The result? Based on their comments, I learned that those students who appreciated my efforts probably would have felt the same way had I given them 25-percent less of my life force — they mostly just wanted to know that their professors cared about them in trying times. And the students who pitched a fit about some aspect of the course, and took it out on me? They would have done so no matter what I did.
This all led me to a valuable conclusion about pandemic teaching: It is possible to “cheat” just a tiny bit at prep or grading. You don’t have to have every single second of your class session planned — in fact, students love it when you wing it a little. Change some small assignments from graded to “complete/incomplete” — students love that, too. (Find more tips here on how to avoid burnout, whatever the format you’re teaching.)
Cut corners in a few places so that you can give your all to those aspects of the course that you and your students most value, such as synchronous class discussions. Be honest with yourself: You’re experienced enough now that if you absolutely had to go into class cold, you could, and it might actually be fun. I’m not actually suggesting you do that — I just mean that you should feel some sense of reassurance that you could if you had to, and it would be fine.
Furthermore: Teaching expands to fill the time you give it — so, start giving it just a little bit less. Regular readers of this series know that my go-to writing advice for stalled productivity involves devoting 15 minutes of time, one to three days a week, to your writing project. The same approach can work to help you get some writing done in an era when you are buried under heavy and new teaching obligations.
When you sit down to do teaching prep or grading, first spend (you guessed it) 15 minutes on your scholarship and writing. Read part of an article; write half a sentence; make a few notes to yourself in a draft. Do something that prioritizes your own work and then transition to prioritizing your students.

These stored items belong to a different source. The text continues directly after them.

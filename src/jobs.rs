use crate::errors::PermError;
use crate::storage::PermissionStore;
use chrono::Utc;
use std::sync::Arc;
use tokio_cron_scheduler::{Job, JobScheduler};
use tracing::{error, info};

/// Name of the job deleting memberships whose expiry has passed
pub const PRUNE_EXPIRED_MEMBERSHIPS: &str = "prune_expired_memberships";

/// Initialize and start the job scheduler with all background tasks
pub async fn init_scheduler(store: Arc<dyn PermissionStore>) -> Result<JobScheduler, PermError> {
    let sched = JobScheduler::new()
        .await
        .map_err(|e| PermError::Other(format!("Failed to create job scheduler: {}", e)))?;

    let store_clone = store.clone();

    // Prune expired memberships job - runs every hour at 15 minutes past
    let prune_job = Job::new_async("0 15 * * * *", move |_uuid, _l| {
        let store = store_clone.clone();
        Box::pin(async move {
            info!("Running {} job", PRUNE_EXPIRED_MEMBERSHIPS);
            match prune_expired_memberships(store.as_ref()).await {
                Ok(count) => info!("Pruned {} expired memberships", count),
                Err(e) => error!("Failed to prune expired memberships: {}", e),
            }
        })
    })
    .map_err(|e| PermError::Other(format!("Failed to create prune memberships job: {}", e)))?;

    sched
        .add(prune_job)
        .await
        .map_err(|e| PermError::Other(format!("Failed to add prune memberships job: {}", e)))?;

    // Start the scheduler
    sched
        .start()
        .await
        .map_err(|e| PermError::Other(format!("Failed to start job scheduler: {}", e)))?;

    info!("Job scheduler started with {} jobs", 1);

    Ok(sched)
}

async fn prune_expired_memberships(store: &dyn PermissionStore) -> Result<u64, PermError> {
    store
        .delete_expired_memberships(Utc::now().timestamp(), None)
        .await
}

/// Manually trigger a job by name, returning the number of records it touched
pub async fn trigger_job_manually(
    store: &dyn PermissionStore,
    job_name: &str,
) -> Result<u64, PermError> {
    info!("Manually triggering job: {}", job_name);

    let result = match job_name {
        PRUNE_EXPIRED_MEMBERSHIPS => prune_expired_memberships(store).await,
        _ => {
            return Err(PermError::Other(format!("Unknown job name: {}", job_name)));
        }
    };

    match &result {
        Ok(count) => info!(
            "Manually triggered job {} completed: {} records",
            job_name, count
        ),
        Err(e) => error!("Manually triggered job {} failed: {}", job_name, e),
    }

    result
}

The results will be profound, I promise. You’ll resent the timesuck of pandemic teaching less when you know it hasn’t fully killed your own aspirations, and that positive mood will spread to your students. You’ll inadvertently make a bunch of possibly weird but also interesting connections between what you’re working on and what they’re working on, enriching the experience for everyone. And, most of all, you’ll take just a few of those minutes lobbed onto your shoulders by the pressures of pandemic teaching, and fling them back out into the universe.